The interpretation of the coefficients of the fitted proportional odds regression model is as follows:
Interpretation of \(\alpha_j\). For a fixed value of \(x\), \[ \mbox{logit}P(Y\le j|x=a)]-\mbox{logit}P(Y \le i|x=a)=(\alpha_j+\beta a)-(\alpha_i+\beta a)=\alpha_j-\alpha_i, j>i \] which implies \[ \frac{P(Y\le j)/P(Y>j)}{P(Y\le i)/P(Y>i)}=e^{a_j-a_i}. \] That is, the odds of resulting in category \(j\) or below is \(e^{\alpha_j-\alpha_i}\) times of the odds of resulting in category \(i\) or below given that \(x\) is the same.
Interpretation of \(\beta\). With one unit increase in \(x\), \[ \mbox{logit}P(Y\le j|x=a+1)-\mbox{logit}P(Y\le j|x=a)=[\alpha_j+\beta (a+1)]-[\alpha_j+\beta a]=\beta \] which implies \[ \frac{P(Y\le j|x=a+1)/P(Y>j|x=a+1)}{P(Y\le j|x=a)/P(Y>j|x=a)}=e^{\beta}. \] This means the odds of resulting in category \(j\) or below increases by \((e^{\beta}-1)\times 100\%\) when \(x\) increases by 1 unit. The change is the same for each category \(j\); this property is called proportional odds.
If \(\beta>0\) then the probability to fall into a lower category increases with increasing \(x\).
This is against the usual interpretation, positive slope is associated with a positive correlation.
For this reason, some statistical software models \(\mbox{logit}(P(Y\le j))=\alpha_j-\beta x\) and reports the negative of the slope.
Make sure that you read the documentation of the built-in functions. For example in R, polr function in package MASS reports the negative of the slope. However, the vglm function in package VGAM reports the positive of the slope.
In general, logistic regression for ordinal response is given by \[ \mbox{logit}[P(Y \le j)]=\alpha_j+\beta_1 x_1+\beta_2x_2+\cdots+\beta_kx_k, j=1, 2, \cdots, c-1, \]
The intercept \(\alpha\) varies but the slopes \(\beta_i\)s are the same for all categories \(j=1, 2, \cdots c-1\).

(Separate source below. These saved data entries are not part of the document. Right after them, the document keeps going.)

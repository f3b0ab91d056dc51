//! Building blocks of the spatial pooling layer, leaves first.

pub mod column;
pub mod layer;
pub mod neighbors;
pub mod partition;
pub mod repr;
pub mod spatial_pooler;
pub mod synapses;
pub mod topology;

This model has \((c-1)+k\) parameters, much smaller than the number of parameters of the baseline logistic regression for nominal response which uses different intercept and slopes \(\beta_i\)s for each categories \(j=2, \cdots c\) given that \(c=1\) is the reference level.
The number of parameters in a baseline logit regression model is \((c-1)(k+1)\).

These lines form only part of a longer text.